Tanto si es cierto que vivió todo lo que cuenta como si se ha inventado esas experiencias, lo cierto es que la novela es bastante realista como para que alguien, desde el salón de su casa, haya podido inventarse algunas de las escenas que se cuentan. Es posible que Hassel tenga una imaginación desbordante o que haya hablado con soldados que sí estuvieron allí y vivieron todo lo que se cuenta, pero lo importante es que Sven Hassel nos cuenta la forma de ver la guerra por parte de unos soldados alemanes enrolados en un batallón disciplinario obligado a ir a la guerra y que está deseando que se acabe cuanto antes.
Sven, Porta, el Viejo, Plutón, son soldados del 27º Regimiento disciplinario blindado que se alejan mucho del estereotipo del soldado alemán entregado a la causa nazi, henchido de patriotismo y amante de Adolf Hitler y defensor del nacionalsocialismo. La realidad es otra bien distinta: alemanes que se enfrentan al régimen, que son condenados a campos de trabajo por "deserción" (rebeldía hacia el régimen), que luego son enviados al frente ruso y además a primera línea para sufrir en sus propias carnes la realidad de una guerra que no tiene nada de heroísmo y sí de penurias, frío, sueño, cansancio, crueldad y muerte poco digna, esos "leiv-motiv" que tanto gustan a Pérez-Reverte recrear en sus novelas (o a Bernard Cornwell). Lo novedoso de esta novela es que ese asco del soldado hacia la guerra lo ves en soldados alemanes del ejército nazi , puesto que el autor incide en la dicotomía entre el fanático SS ("Ocurrió más de una vez que rusos y alemanes, atrincherados en un lado y otro de la misma calle, cesaran de tirotearse a la llegada de una unidad SS para que los alemanes pudiesen exterminar con toda tranquilidad a los portadores del detestado uniforme") y el simple soldado de la Wehrmacht. "Conozco muchos que quedaron curados para siempre de su estúpida fe en este mito ridículo de "Raza Superior", gracias al descubrimiento fortuito de que el enemigo no era su enemigo, y que en ningún aspecto les era inferior".
El soldado Sven comienza sus andanzas siendo recluido en un campo de trabajo llamado Lengries, donde recibirá un trato inhumano, posteriormente liberado y entrenado de forma despiadada en un batallón disciplinario formado por "desertores", enviado después a los Balcanes, a Polonia y finalmente al frente ruso, donde casi la totalidad del batallón desaparecerá tras las batallas de blindados en el frente ruso de 1943, que es cuando la novela finaliza.

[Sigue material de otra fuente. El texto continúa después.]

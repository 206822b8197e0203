/*!
 * Tests for token estimation, cost conversion, and month keys
 */

use chrono::TimeZone;

use transub::errors::UsageError;
use transub::usage::{
    estimate_chars_from_segments, estimate_cost, estimate_tokens_from_segments,
    estimate_tokens_from_text, month_key,
};

use crate::common::repo_with_project;

#[test]
fn test_estimateTokensFromText_withEmptyText_shouldBeZero() {
    assert_eq!(estimate_tokens_from_text(""), 0);
}

#[test]
fn test_estimateTokensFromText_shouldRoundUp() {
    // 4 chars per token, conservatively rounded up
    assert_eq!(estimate_tokens_from_text("abcd"), 1);
    assert_eq!(estimate_tokens_from_text("abcde"), 2);
}

#[tokio::test]
async fn test_estimateTokensFromSegments_shouldSkipMissingFields() {
    let (repo, project) = repo_with_project(3).await.unwrap();
    let segments = repo.list_segments(project.id).await.unwrap();

    // No drafts written: draft-based estimate is zero, source-based is not
    assert_eq!(estimate_tokens_from_segments(&segments, |s| s.draft_text.as_deref()), 0);
    assert!(estimate_tokens_from_segments(&segments, |s| Some(&s.source_text)) > 0);
}

#[tokio::test]
async fn test_estimateCharsFromSegments_shouldSumRawLengths() {
    let (repo, project) = repo_with_project(2).await.unwrap();
    let segments = repo.list_segments(project.id).await.unwrap();

    let expected: u64 = segments
        .iter()
        .map(|s| s.source_text.chars().count() as u64)
        .sum();
    assert_eq!(
        estimate_chars_from_segments(&segments, |s| Some(&s.source_text)),
        expected
    );
    assert_eq!(
        estimate_chars_from_segments(&segments, |s| s.final_text.as_deref()),
        0
    );
}

#[test]
fn test_estimateCost_withKnownModel_shouldComputeRates() {
    let cost = estimate_cost("gpt-4.1-mini", 1000, 1000).unwrap();
    assert!((cost.input_usd - 0.000_15).abs() < 1e-12);
    assert!((cost.output_usd - 0.000_6).abs() < 1e-12);
    assert!((cost.total_usd - 0.000_75).abs() < 1e-12);
}

#[test]
fn test_estimateCost_withUnknownModel_shouldFailImmediately() {
    let result = estimate_cost("gpt-nonexistent", 100, 100);
    assert!(matches!(result, Err(UsageError::UnknownModel(_))));
}

#[test]
fn test_monthKey_shouldFormatYearAndMonth() {
    let at = chrono::Utc.with_ymd_and_hms(2024, 3, 5, 12, 0, 0).unwrap();
    assert_eq!(month_key(at), "2024-03");
}
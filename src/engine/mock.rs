/*!
 * Deterministic mock engine for development and tests.
 *
 * Translations are the source text prefixed with the language pair, so a
 * whole pipeline can run offline and every output is predictable.
 */

use std::collections::HashMap;

use async_trait::async_trait;
use log::debug;

use super::{ConsistencyItem, LineTranslation, SourceLine, TranslationEngine, Variant};
use crate::errors::EngineError;

/// Confidence reported for every mock translation
const MOCK_CONFIDENCE: f64 = 0.55;

/// Engine that fabricates plausible output without any network calls
#[derive(Debug, Default)]
pub struct MockEngine;

impl MockEngine {
    /// Create a new mock engine
    pub fn new() -> Self {
        Self
    }
}

#[async_trait]
impl TranslationEngine for MockEngine {
    async fn translate_batch(
        &self,
        segments: &[SourceLine],
        source_lang: &str,
        target_lang: &str,
    ) -> Result<Vec<LineTranslation>, EngineError> {
        debug!(
            "Mock translating {} segments ({} -> {})",
            segments.len(),
            source_lang,
            target_lang
        );
        Ok(segments
            .iter()
            .map(|segment| LineTranslation {
                idx: segment.idx,
                text: format!("[{}->{}] {}", source_lang, target_lang, segment.text),
                confidence: MOCK_CONFIDENCE,
            })
            .collect())
    }

    async fn suggest_variants(
        &self,
        source_text: &str,
        n: usize,
        _style: &str,
        _source_lang: &str,
        _target_lang: &str,
    ) -> Result<Vec<Variant>, EngineError> {
        let base = source_text.split_whitespace().collect::<Vec<_>>().join(" ");
        Ok((0..n)
            .map(|i| Variant {
                text: format!("{} (alt {})", base, i + 1),
                score: 0.5 - i as f64 * 0.05,
                reason: "Mock suggestion".to_string(),
            })
            .collect())
    }

    async fn consistency_pass(
        &self,
        items: &[ConsistencyItem],
        _source_lang: &str,
        _target_lang: &str,
    ) -> Result<HashMap<i64, String>, EngineError> {
        // The mock considers every draft already consistent; omitting every
        // id is a valid partial result per the engine contract.
        debug!("Mock consistency pass over {} items", items.len());
        Ok(HashMap::new())
    }
}
use anyhow::{Result, anyhow};
use isolang::Language;

/// Language utilities for ISO language code handling
///
/// Projects store a source and a target language code. Codes are accepted as
/// ISO 639-1 (2-letter) or ISO 639-3 (3-letter) and normalized to the
/// 2-letter form where one exists, since that is what the engine prompts use.

/// Look up a language from a 2- or 3-letter code
fn lookup(code: &str) -> Option<Language> {
    let code = code.trim().to_lowercase();
    match code.len() {
        2 => Language::from_639_1(&code),
        3 => Language::from_639_3(&code),
        _ => None,
    }
}

/// Normalize a language code to its ISO 639-1 (2-letter) form.
///
/// Falls back to the ISO 639-3 code for languages without a 2-letter
/// assignment. Unknown codes are rejected.
pub fn normalize_lang_code(code: &str) -> Result<String> {
    let lang = lookup(code).ok_or_else(|| anyhow!("Invalid language code: {}", code))?;
    Ok(lang
        .to_639_1()
        .map(|c| c.to_string())
        .unwrap_or_else(|| lang.to_639_3().to_string()))
}

/// Get the English name for a language code, for prompts and display
pub fn language_name(code: &str) -> Option<&'static str> {
    lookup(code).map(|lang| lang.to_name())
}

/// Check whether two language codes refer to the same language
pub fn language_codes_match(a: &str, b: &str) -> bool {
    match (lookup(a), lookup(b)) {
        (Some(lang_a), Some(lang_b)) => lang_a == lang_b,
        _ => false,
    }
}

Son interesantes algunas reflexiones que el protagonista de la novela (el propio autor) se hace: como cuando dice que "si guerra= irresponsabilidad, y desorden=irresponsabilidad, entonces guerra=desorden".
Cuando Alemania decide invadir la Unión Soviética en junio de 1941, el protagonista piensa que Alemania es un ejército de autómatas conducidos hacia un final miserable puesto que el enemigo posee el único factor auténtico de victoria: la superioridad moral.

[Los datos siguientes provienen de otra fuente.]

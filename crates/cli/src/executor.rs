//! Where tool calls go: in-process or to a tool server subprocess.

use std::sync::Arc;
use std::time::Duration;

use host::{HostConfig, HostExecutor};
use mcp::{
    Client, ClientConfig, DispatchConfig, Dispatcher, ToolCall, ToolError, ToolExecutor,
    ToolRegistry,
};

use crate::config::Config;
use crate::error::Result;

/// Extra time a remote call gets over the server's own tool timeout, so the
/// server reports its timeout before the client gives up.
const REMOTE_TIMEOUT_MARGIN: Duration = Duration::from_secs(5);

pub enum Tools {
    /// The dispatch core running in this process, with validation and
    /// timeouts applied exactly as `macpilot serve` would.
    Local(Dispatcher<HostExecutor>),
    /// A tool server reached over its stdio.
    Remote(Client),
}

impl Tools {
    pub fn local(registry: Arc<ToolRegistry>, config: &Config) -> Self {
        Self::Local(dispatcher(registry, config))
    }

    pub async fn remote(command: &str, args: &[String], config: &Config) -> Result<Self> {
        let mut client_config = ClientConfig::new(command).args(args.iter().cloned());
        client_config.timeout = remote_timeout(config);
        Ok(Self::Remote(Client::connect(client_config).await?))
    }
}

impl ToolExecutor for Tools {
    async fn execute(&self, call: &ToolCall) -> std::result::Result<String, ToolError> {
        match self {
            Self::Local(dispatcher) => dispatcher.execute(call).await,
            Self::Remote(client) => client.execute(call).await,
        }
    }
}

fn remote_timeout(config: &Config) -> Duration {
    config.tool_timeout() + REMOTE_TIMEOUT_MARGIN
}

/// The dispatch core over the host executor, configured from `config`.
pub fn dispatcher(registry: Arc<ToolRegistry>, config: &Config) -> Dispatcher<HostExecutor> {
    let host = HostExecutor::new(HostConfig {
        ollama_url: config.tools.ollama_url.clone(),
        command_timeout: config.tool_timeout(),
        ..HostConfig::default()
    });
    Dispatcher::new(registry, host).with_config(DispatchConfig {
        server_name: config.server.name.clone(),
        server_version: env!("CARGO_PKG_VERSION").to_string(),
        tool_timeout: config.tool_timeout(),
        ..DispatchConfig::default()
    })
}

"No necesito victorias gloriosas", dice el Viejo, "lo único que querría es la paz, ¿seguir adelante? ¿quién nos agradecerá que hayamos seguido adelante?". De hecho, durante la novela, la gran suerte para un soldado alemán es ser herido de tal forma que pueda ser enviado a un hospital de retaguardia y no volver más al frente, prolongando la estancia en el hospital con diferentes medios (inoculación de virus), y si no se es herido provocar la enfermedad de cualquier forma (ingestión de carburante de los tanques, etc.).
Me quedo con la reflexión del Viejo en 1941 sobre si habría una revolución que acabara con el nazismo: "Pero podéis llamarme Adolfo si se produce una revolución. Volverá a suceder lo mismo [que en 1918]. Los más listos se reconocerán entre sí y se cuidarán bien. Ayudarán a los sinvergüenzas a levantarse y les facilitarán bonitos látigos nuevos para que puedan hacerlos restallar sobre nuestras espaldas". Y la reflexión de Sven: "[La guerra] te deja decepcionado, vacío. Y, cuando regresas, en seguida descubres que no tenías ningún objetivo, que lo has hecho todo por nada y que has perdido contacto con lo que era tu vida."
Queda claro que la novela es más que un relato de batallas de la II Guerra Mundial. Recomendable.
Por cierto, esto se dice en la Wikipedia: "En general los profesionales nunca han considerado seriamente su obra como auténtica. Por ejemplo, había un regimiento 27 en el ejército alemán pero no era un batallón de castigo. Y los personajes no podían estar simultáneamente en dos teatros de batalla a la vez como ocurre en varias de sus novelas. Es imposible cronológicamente que el autor estuviera en todos los frentes que describe".

martes, 9 de marzo de 2010

La soledad de los números primos, de Paolo Giordano


Paolo Giordano, nascut a Torí, és un autor molt jove (va néixer el 1982) que ha aconseguit amb aquesta història els premis Campiello Opera Prima i el Strega. Tots dos són guardons destacats al món literari italià. És llicenciat en Física Teòrica i treballa a la universitat amb una beca de doctorat.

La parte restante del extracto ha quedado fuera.